Wednesday, January 23, 2008

Value-Added Comes of Age

About four and a half years ago, I was working on a policy paper focused on a developing and controversial method of measuring teacher effectiveness called "value-added." Created by Dr. Bill Sanders in Tennessee in the mid-1990s, the essence of value-added is pretty simple: Using annual standardized test scores, look at the prior achievement history of a given teacher's students and, based on that, statistically predict how well they're likely to do in the current year. Then calculate the ratio of their actual performance to the predicted performance. Teachers with a ratio greater than 1.0 are more effective than average, those with a ratio of less than 1.0, less. This gives teachers credit for making a lot of progress with previously underperforming students, and doesn't give them progress for coasting with previously high-performing students. Whatever external factors impact performance--poverty, family life, etc.--are implicitly controlled for, because the prediction model is based on the prior performance of the students themselves.
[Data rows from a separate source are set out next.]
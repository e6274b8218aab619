//! Model listing command
//!
//! Prints the chat models a client may select with `modelId`, marking the
//! default and title models.

use crate::config::{ChatModel, Config};
use crate::error::{QuireError, Result};
use colored::Colorize;
use prettytable::{format, row, Table};
use serde::Serialize;

/// JSON shape of `quire models list --json`
#[derive(Debug, Serialize)]
#[serde(rename_all = "camelCase")]
struct ModelListing<'a> {
    models: &'a [ChatModel],
    default_model: &'a str,
    title_model: &'a str,
}

/// List configured chat models
///
/// # Arguments
///
/// * `config` - Loaded configuration
/// * `json` - Print pretty JSON instead of a table
///
/// # Examples
///
/// ```no_run
/// use quire::config::Config;
/// use quire::commands::models::list_models;
///
/// # fn example() -> anyhow::Result<()> {
/// let config = Config::load("config/config.yaml", &Default::default())?;
/// list_models(&config, false)?;
/// # Ok(())
/// # }
/// ```
pub fn list_models(config: &Config, json: bool) -> Result<()> {
    tracing::debug!("models::list_models json: {}", json);

    if json {
        println!("{}", models_json(config)?);
        return Ok(());
    }

    if config.models.is_empty() {
        println!("{}", "No models configured.".yellow());
        return Ok(());
    }

    println!("\nConfigured models:\n");
    models_table(config).printstd();
    println!();
    Ok(())
}

fn models_json(config: &Config) -> Result<String> {
    let listing = ModelListing {
        models: &config.models,
        default_model: &config.default_model,
        title_model: &config.title_model,
    };
    Ok(serde_json::to_string_pretty(&listing).map_err(QuireError::Serialization)?)
}

fn models_table(config: &Config) -> Table {
    let mut table = Table::new();
    table.set_format(*format::consts::FORMAT_BORDERS_ONLY);
    table.add_row(row![
        "ID".bold(),
        "Label".bold(),
        "Provider Model".bold(),
        "Description".bold()
    ]);

    for model in &config.models {
        let id = if model.id == config.default_model {
            format!("{} (default)", model.id).cyan()
        } else {
            model.id.cyan()
        };
        table.add_row(row![id, model.label, model.api_identifier, model.description]);
    }

    table
}
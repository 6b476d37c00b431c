//! Request and response types for text generation.

use crate::PromptMessage;
use derive_getters::Getters;
use serde::{Deserialize, Serialize};

/// Generation request handed to a text backend.
///
/// # Examples
///
/// ```
/// use taleweaver_core::{GenerateRequest, PromptMessage};
///
/// let request = GenerateRequest::builder()
///     .messages(vec![PromptMessage::human("Hello!")])
///     .temperature(Some(0.7f32))
///     .build()
///     .unwrap();
///
/// assert_eq!(request.messages().len(), 1);
/// assert_eq!(*request.max_tokens(), None);
/// ```
#[derive(
    Debug, Clone, PartialEq, Serialize, Deserialize, Default, Getters, derive_builder::Builder,
)]
#[builder(setter(into))]
pub struct GenerateRequest {
    /// The ordered prompt messages to send
    messages: Vec<PromptMessage>,
    /// Maximum number of tokens to generate
    #[builder(default)]
    max_tokens: Option<u32>,
    /// Sampling temperature
    #[builder(default)]
    temperature: Option<f32>,
    /// Model identifier override
    #[builder(default)]
    model: Option<String>,
}

impl GenerateRequest {
    /// Creates a new builder for `GenerateRequest`.
    pub fn builder() -> GenerateRequestBuilder {
        GenerateRequestBuilder::default()
    }

    /// Request carrying only messages, all options left to the backend.
    pub fn from_messages(messages: Vec<PromptMessage>) -> Self {
        Self {
            messages,
            ..Default::default()
        }
    }
}

/// Plain-text result of a generation call.
///
/// # Examples
///
/// ```
/// use taleweaver_core::GenerateResponse;
///
/// let response = GenerateResponse::new("Once upon a time");
/// assert_eq!(response.text(), "Once upon a time");
/// ```
#[derive(Debug, Clone, PartialEq, Eq, Serialize, Deserialize, Getters)]
pub struct GenerateResponse {
    /// Generated text, not further parsed
    text: String,
}

impl GenerateResponse {
    /// Wrap generated text.
    pub fn new(text: impl Into<String>) -> Self {
        Self { text: text.into() }
    }

    /// Take ownership of the generated text.
    pub fn into_text(self) -> String {
        self.text
    }
}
Around the same time, I was reading Michael Lewis's new book, Moneyball, which I had bought the day it was published, being a big fan of both the author and the Bill Jamesian approach to thinking about baseball. And at some point I realized that the underlying premise of Moneyball and the promise of value-added were the same: using empirical data to fundamentally change and improve a labor market. Instead of relying on human observations of characteristics, with all the biases and errors that result, focus on outcomes instead. The paper was released the following year, my first and only real contribution to the teacher quality debate, and while in retrospect I'm kind of embarrassed by the length, I think the ideas hold up pretty well. (The original draft included a whole section explicitly drawing the Moneyball parallel, but it was excised in the editing process, and yes, I'm still bitter.)

So it's interesting to see (I take no credit for this) the New York City school system announcing a plan to start calculating value-added scores for some of its teachers. Just like in Tennessee, the idea is pretty straightforward:


The city’s pilot program uses a statistical analysis to measure students’ previous-year test scores, their numbers of absences and whether they receive special education services or free lunch, as well as class size, among other factors. Based on all those factors, that analysis then sets a “predicted gain” for a teacher’s class, which is measured against students’ actual gains to determine how much a teacher has contributed to students’ growth.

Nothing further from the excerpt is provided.